Scientific classification
- Kingdom: Animalia
- Phylum: Chordata
- Class: Amphibia
- Order: Anura
- Family: Hylidae
- Genus: Pseudacris
- Species: P. illinoensis
- Binomial name: Pseudacris illinoensis Smith, 1951

= Illinois chorus frog =

- Authority: Smith, 1951
- Conservation status: G2

Species of amphibian

The Illinois chorus frog (Pseudacris illinoensis) is a species of chorus frog that lives in scattered, restricted habitat ecosystems in the states of Arkansas, Illinois, and Missouri. It was published by Smith in 1951. Its life cycle is little known, its isolated populations are increasingly restricted by agricultural drainage, and it is listed as a threatened subspecies. It is often referred to as a subspecies of P. streckeri. Collins recognized it as its own species which was followed by ASW6.0 and Amphibiaweb on the basis of its diagnosability from Pseudacris streckeri and its allopatry. The IUCNredlist 2013.2 has not incorporated this taxonomic split.

==Description==
The Illinois chorus frog, a wetland amphibian, grows to a maximum length of 1.5 in. Its range is restricted to isolated sandy wetlands along the banks of the Mississippi River and a major tributary, the Illinois River.

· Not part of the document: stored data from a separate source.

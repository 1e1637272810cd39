use chrono::{DateTime, Utc};
use serde::{Deserialize, Serialize};

/// Claims read from an access token issued by Supabase Auth.
#[derive(Debug, Serialize, Deserialize)]
pub struct JwtClaims {
    pub sub: String,
    pub exp: Option<u64>,
    pub iat: Option<u64>,
    pub email: Option<String>,
    pub role: Option<String>,
}

/// Caller identity placed in request extensions by the auth middleware.
#[derive(Debug, Clone, Serialize, Deserialize)]
pub struct User {
    pub id: String,
    pub email: Option<String>,
    pub role: Option<String>,
    /// When the presented token was issued.
    pub issued_at: Option<DateTime<Utc>>,
}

Its life cycle begins with the mating season beginning in late February and continuing until late April, when the small amphibian signals its aptitude with a version of the distinctive cry that gives its genus its name. The breeding call can be heard at a distance of up to 1 mi. The pools of spring meltwater, where they live and eat, begin to dry up as early as mid-May, and the frogs disappear into hibernation below the winter frost line. With unusually strong forelegs for its size, the Illinois chorus frog is described as the only frog that uses a breast stroke motion to dig its sandy burrows.

==Threats==
The Illinois chorus frogs' preferred habitat in Arkansas includes the patch of sandy wetland soil surrounding Stuttgart, Arkansas where rice is grown. However, the invention of laser land-levelling, and its use by rice paddy operators, has eliminated 61% of the subspecies' range in this southern state.

==Conservation==
In 2025, a reporter interviewed a biological fieldworker for the Nature Conservancy who was looking for Illinois chorus frogs in a newly restored Mississippi River wetland in Alexander County, Illinois. The Illinois Department of Natural Resources carried out a field study of the Illinois chorus frog's habitat in Mason County, Illinois, in March 2011. The study hoped to develop a methodological protocol to monitor the Illinois chorus frog's threatened population.